Task objective:
Report all lines of the data below that hold the word "must".

Records supplied:
- Opening Delimiter -

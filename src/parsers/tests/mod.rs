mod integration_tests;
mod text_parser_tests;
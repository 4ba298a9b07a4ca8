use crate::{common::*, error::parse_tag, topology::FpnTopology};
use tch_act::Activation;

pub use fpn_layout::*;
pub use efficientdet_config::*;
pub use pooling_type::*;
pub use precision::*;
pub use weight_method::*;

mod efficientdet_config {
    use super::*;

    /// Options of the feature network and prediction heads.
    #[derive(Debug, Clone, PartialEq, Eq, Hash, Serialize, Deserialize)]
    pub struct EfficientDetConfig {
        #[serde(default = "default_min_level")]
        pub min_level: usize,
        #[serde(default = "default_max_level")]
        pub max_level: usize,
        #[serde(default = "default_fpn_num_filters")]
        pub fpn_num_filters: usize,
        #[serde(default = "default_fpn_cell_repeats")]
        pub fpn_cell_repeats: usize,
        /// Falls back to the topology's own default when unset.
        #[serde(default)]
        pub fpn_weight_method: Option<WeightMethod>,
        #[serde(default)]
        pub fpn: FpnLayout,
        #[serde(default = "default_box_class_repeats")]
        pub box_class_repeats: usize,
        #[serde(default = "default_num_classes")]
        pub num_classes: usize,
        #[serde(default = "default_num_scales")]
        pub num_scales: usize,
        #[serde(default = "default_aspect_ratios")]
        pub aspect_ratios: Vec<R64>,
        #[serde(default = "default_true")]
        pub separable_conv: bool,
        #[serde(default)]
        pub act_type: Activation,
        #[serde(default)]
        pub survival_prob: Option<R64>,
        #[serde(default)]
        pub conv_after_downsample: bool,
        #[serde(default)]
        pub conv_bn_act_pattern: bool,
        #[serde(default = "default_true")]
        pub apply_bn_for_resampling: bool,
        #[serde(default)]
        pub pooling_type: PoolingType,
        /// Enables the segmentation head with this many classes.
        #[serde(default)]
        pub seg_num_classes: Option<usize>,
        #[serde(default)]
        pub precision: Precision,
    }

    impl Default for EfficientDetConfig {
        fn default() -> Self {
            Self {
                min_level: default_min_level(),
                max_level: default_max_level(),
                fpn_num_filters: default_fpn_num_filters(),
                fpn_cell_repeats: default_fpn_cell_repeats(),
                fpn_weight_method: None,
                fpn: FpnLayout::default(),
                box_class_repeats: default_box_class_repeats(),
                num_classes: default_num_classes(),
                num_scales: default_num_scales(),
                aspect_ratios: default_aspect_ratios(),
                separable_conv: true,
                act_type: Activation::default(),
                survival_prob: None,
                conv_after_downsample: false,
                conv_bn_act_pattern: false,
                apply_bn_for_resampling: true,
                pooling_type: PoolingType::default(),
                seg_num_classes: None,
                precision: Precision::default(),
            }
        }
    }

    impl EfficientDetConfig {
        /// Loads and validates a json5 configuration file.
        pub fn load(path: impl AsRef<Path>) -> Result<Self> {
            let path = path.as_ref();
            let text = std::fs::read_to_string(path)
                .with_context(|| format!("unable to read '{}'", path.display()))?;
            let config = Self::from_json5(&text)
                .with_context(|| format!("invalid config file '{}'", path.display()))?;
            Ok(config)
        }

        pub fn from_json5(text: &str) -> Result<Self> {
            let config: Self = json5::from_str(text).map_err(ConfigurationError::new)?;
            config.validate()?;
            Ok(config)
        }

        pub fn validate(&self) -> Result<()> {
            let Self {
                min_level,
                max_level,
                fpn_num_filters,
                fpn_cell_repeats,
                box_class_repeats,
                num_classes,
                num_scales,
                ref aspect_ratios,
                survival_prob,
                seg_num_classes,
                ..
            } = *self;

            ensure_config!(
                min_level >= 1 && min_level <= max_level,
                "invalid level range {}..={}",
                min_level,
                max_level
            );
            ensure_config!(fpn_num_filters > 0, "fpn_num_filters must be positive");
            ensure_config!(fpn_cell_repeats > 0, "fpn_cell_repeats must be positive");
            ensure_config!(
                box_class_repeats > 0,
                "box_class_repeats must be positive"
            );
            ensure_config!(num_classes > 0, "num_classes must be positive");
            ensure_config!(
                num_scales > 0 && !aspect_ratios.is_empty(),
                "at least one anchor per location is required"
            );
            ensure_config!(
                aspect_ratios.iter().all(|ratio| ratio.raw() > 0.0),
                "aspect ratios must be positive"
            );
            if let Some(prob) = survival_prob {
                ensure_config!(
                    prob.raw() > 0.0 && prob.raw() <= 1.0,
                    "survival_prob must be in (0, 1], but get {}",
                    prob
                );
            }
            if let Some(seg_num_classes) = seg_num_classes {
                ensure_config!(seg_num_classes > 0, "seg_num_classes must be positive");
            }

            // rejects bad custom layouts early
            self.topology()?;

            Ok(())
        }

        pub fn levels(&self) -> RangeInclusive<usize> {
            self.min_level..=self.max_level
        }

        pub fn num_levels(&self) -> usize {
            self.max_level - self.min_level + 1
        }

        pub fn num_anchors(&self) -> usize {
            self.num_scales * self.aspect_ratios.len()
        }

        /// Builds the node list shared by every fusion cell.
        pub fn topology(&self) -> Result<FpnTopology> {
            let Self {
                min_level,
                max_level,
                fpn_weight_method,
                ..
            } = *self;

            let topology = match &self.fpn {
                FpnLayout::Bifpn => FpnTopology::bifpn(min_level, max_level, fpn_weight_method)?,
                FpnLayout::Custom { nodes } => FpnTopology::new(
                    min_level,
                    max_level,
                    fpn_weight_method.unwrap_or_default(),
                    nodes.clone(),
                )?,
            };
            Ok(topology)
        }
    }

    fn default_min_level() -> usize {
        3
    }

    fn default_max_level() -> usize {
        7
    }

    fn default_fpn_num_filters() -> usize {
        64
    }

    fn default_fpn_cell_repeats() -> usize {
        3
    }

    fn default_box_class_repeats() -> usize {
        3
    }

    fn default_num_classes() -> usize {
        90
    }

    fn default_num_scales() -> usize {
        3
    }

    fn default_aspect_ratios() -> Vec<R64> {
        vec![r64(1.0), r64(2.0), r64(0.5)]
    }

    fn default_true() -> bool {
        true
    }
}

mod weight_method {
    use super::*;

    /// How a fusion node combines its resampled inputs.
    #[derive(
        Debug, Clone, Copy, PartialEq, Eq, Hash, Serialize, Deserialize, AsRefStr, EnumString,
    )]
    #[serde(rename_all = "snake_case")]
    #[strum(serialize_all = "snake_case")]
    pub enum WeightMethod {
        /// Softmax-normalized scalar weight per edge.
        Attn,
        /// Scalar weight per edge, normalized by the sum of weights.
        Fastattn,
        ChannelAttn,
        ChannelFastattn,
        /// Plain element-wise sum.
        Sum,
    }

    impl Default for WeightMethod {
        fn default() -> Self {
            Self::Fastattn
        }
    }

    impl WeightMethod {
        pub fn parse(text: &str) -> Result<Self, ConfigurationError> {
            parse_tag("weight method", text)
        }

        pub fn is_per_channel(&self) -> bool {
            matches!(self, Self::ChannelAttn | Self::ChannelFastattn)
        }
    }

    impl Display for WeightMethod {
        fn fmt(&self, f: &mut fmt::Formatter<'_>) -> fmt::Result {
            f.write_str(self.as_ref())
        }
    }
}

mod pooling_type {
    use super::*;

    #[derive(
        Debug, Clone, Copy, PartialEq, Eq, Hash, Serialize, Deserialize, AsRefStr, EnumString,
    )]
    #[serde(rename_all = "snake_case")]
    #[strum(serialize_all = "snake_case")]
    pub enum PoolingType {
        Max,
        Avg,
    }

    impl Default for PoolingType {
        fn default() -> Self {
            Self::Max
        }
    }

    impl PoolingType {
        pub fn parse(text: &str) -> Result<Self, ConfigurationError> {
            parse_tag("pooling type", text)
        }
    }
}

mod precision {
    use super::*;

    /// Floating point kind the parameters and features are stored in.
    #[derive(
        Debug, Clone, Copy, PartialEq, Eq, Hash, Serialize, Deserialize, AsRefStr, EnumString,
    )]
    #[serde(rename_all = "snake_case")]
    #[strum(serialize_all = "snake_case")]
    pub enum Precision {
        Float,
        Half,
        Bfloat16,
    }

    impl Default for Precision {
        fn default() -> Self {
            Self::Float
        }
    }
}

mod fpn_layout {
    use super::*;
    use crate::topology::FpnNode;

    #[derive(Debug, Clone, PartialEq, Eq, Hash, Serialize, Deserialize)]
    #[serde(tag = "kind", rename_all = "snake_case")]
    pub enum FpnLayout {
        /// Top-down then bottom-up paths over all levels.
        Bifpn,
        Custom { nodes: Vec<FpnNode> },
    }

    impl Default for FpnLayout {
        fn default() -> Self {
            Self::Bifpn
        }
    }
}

- Closing Delimiter -
- Opening Delimiter -

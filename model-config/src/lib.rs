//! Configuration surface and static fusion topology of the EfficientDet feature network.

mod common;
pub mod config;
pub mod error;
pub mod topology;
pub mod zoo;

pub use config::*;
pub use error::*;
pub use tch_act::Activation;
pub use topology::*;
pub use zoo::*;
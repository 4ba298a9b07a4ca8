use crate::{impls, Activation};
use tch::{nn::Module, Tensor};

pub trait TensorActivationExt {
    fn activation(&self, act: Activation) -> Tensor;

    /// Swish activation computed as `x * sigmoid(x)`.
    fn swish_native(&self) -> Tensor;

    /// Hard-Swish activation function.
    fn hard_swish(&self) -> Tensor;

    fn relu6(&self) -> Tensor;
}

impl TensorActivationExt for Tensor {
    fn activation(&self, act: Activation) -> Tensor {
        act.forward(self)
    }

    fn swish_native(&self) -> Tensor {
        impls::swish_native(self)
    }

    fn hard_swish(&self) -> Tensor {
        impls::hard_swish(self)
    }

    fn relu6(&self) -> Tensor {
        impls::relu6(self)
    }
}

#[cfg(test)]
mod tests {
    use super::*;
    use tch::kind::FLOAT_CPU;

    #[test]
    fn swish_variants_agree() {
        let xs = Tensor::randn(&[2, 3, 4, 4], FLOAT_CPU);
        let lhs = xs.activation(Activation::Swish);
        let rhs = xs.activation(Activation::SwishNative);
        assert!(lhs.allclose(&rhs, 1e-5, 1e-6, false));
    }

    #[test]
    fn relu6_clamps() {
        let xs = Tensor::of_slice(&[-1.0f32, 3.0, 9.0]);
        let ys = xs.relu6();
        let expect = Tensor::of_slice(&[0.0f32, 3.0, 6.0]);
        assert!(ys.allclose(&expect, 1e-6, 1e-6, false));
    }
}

- Closing Delimiter -
- Opening Delimiter -

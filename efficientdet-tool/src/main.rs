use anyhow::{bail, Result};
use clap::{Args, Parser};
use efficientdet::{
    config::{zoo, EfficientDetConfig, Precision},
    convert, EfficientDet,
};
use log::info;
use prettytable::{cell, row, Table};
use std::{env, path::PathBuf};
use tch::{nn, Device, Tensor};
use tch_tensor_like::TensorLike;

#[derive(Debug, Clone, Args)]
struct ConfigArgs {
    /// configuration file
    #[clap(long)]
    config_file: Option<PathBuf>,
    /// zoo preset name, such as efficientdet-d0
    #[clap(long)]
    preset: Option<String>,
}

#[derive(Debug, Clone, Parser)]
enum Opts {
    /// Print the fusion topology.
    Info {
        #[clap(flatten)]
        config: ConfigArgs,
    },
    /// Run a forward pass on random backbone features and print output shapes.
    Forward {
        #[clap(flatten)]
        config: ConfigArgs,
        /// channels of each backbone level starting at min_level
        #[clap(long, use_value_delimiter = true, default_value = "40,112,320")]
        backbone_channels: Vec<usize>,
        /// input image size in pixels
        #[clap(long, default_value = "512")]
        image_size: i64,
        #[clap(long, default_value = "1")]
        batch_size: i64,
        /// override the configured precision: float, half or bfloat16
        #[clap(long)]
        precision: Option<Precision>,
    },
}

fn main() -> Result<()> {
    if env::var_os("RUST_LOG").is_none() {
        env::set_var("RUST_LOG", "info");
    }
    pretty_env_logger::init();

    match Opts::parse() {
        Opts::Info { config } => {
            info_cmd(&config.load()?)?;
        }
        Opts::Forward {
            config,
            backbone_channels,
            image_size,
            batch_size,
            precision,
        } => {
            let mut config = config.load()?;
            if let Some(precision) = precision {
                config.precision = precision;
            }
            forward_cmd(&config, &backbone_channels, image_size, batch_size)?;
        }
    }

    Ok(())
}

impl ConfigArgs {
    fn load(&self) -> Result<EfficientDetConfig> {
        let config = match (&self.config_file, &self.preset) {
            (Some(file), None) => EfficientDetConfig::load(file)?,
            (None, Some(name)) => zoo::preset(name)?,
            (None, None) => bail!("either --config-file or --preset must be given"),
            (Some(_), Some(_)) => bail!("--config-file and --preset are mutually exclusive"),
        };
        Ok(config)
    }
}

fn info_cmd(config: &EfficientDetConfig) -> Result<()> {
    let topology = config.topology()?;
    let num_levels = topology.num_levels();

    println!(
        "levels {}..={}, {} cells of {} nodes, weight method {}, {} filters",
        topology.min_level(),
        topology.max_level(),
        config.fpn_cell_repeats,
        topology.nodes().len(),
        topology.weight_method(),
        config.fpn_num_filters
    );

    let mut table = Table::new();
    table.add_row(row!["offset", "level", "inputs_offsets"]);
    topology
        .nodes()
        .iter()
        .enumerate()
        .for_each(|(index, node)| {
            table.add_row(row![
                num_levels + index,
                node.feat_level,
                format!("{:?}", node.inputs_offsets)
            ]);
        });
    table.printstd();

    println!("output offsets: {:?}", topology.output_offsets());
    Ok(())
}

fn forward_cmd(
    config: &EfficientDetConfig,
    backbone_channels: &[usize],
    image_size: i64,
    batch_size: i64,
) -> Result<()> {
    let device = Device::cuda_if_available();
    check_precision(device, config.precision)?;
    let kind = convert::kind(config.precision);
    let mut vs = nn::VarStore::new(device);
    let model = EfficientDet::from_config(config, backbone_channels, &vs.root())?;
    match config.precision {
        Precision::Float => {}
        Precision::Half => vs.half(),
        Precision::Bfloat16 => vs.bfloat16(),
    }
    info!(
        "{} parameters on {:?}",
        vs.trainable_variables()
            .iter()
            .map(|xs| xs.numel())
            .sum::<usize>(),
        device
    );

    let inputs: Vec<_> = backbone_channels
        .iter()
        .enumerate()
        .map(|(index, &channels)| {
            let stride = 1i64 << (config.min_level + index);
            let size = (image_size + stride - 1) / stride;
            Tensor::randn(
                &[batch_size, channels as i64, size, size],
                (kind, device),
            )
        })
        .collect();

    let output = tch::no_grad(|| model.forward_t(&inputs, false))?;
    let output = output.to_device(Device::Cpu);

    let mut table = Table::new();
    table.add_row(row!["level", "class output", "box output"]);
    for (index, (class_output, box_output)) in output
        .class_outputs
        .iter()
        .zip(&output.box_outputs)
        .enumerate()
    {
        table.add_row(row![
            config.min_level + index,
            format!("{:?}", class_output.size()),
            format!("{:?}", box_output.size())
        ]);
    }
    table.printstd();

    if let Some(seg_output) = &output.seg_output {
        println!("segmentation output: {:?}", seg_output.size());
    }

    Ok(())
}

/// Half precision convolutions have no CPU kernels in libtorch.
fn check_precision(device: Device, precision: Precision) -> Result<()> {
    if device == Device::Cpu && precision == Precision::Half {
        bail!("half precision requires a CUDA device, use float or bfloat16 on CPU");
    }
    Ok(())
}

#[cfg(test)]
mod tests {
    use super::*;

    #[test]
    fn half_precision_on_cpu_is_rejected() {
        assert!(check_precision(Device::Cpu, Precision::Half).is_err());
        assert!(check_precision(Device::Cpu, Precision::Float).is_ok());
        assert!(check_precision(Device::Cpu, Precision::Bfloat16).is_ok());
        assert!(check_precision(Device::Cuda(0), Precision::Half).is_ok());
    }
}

- Closing Delimiter -

Solved exercise:
            ensure_config!(fpn_num_filters > 0, "fpn_num_filters must be positive");
            ensure_config!(fpn_cell_repeats > 0, "fpn_cell_repeats must be positive");
                "box_class_repeats must be positive"
            ensure_config!(num_classes > 0, "num_classes must be positive");
                "aspect ratios must be positive"
                    "survival_prob must be in (0, 1], but get {}",
                ensure_config!(seg_num_classes > 0, "seg_num_classes must be positive");
            (None, None) => bail!("either --config-file or --preset must be given"),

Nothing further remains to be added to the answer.